The second thing is that life is indeed a potent concoction of "mess and mystery." I think my quarrel with "Just Pretending" is that so often today, people see the inherent messiness of it all as an excuse to unload their entire self-destructive ethos upon society at large. That is a denial of the Spirit of self-control, and it troubles me greatly. I am pretty certain that Carolyn no more thinks the object of "being real" consists of "vomiting our wretchedness" upon the general public any more than I. I just differ from her in thinking that people today need very little encouragement to "get real" and need far more encouragement to exhibit propriety.

A third thing that comes to mind is the statistics that show that if people in an unhappy marriage are able to grit their teeth and stick with it for five more years, most couples find that their marriage will undergo a transformation into a positive and happy union. In essence, a determination to "just pretend" -- to go through the motions without the feeling behind them -- can be an amazingly beneficial one for the "pretenders" and society as a whole. A more prosaic example is the wrestling that I have every few weeks or so, wherein I have no desire to attend church services. (A heathenistic lifestyle dies hard.) I grit my teeth and "pretend" to like it, and the Holy Spirit never fails to make that charade a reality.

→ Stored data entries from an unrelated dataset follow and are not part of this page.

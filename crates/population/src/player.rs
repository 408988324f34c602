use std::collections::BTreeMap;

use serde::Serialize;

pub const DEFAULT_LATENCY_REGION: &str = "us-east-1";

/// A synthetic player. Game-mode tags are attached per batch at submission
/// time, so the player itself never changes after generation.
#[derive(Debug, Clone, PartialEq, Serialize)]
pub struct Player {
    pub player_id: String,
    pub attributes: BTreeMap<String, f64>,
    pub latency_ms: BTreeMap<String, f64>,
}

impl Player {
    pub fn new(player_id: impl Into<String>) -> Self {
        Self {
            player_id: player_id.into(),
            attributes: BTreeMap::new(),
            latency_ms: BTreeMap::new(),
        }
    }

    pub fn attribute(&self, name: &str) -> Option<f64> {
        self.attributes.get(name).copied()
    }
}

Anyway, those are three things I wanted to add to my post about "Just Pretending." Never have any other writer's songs stuck in my craw the way, for better or worse, that so many of Carolyn Arends's have. What a testament to her songwriting abilities!

Just Pretending

I think that one of the reasons that I wanted to start this fan blog was the song "Just Pretending" from Pollyanna's Attic. For those of you who stumbled unwittingly onto this Carolyn Arends blog, Pollyanna's Attic (PA) was released this past May (on time, too!) and is a collection of songs that Carolyn had held "close to [her] heart but had never recorded." The songs are a little bit darker and "grumpier" than her usual fare, but they are nonetheless masterful expressions of certain ideas that contribute to her Weltanschauung. PA is not one of my favorite albums, but I would be a fool not to see and appreciate the lyrical and musical artistry therein. But, this post is not a review of PA. This post is an argument against the ideas of "Just Pretending."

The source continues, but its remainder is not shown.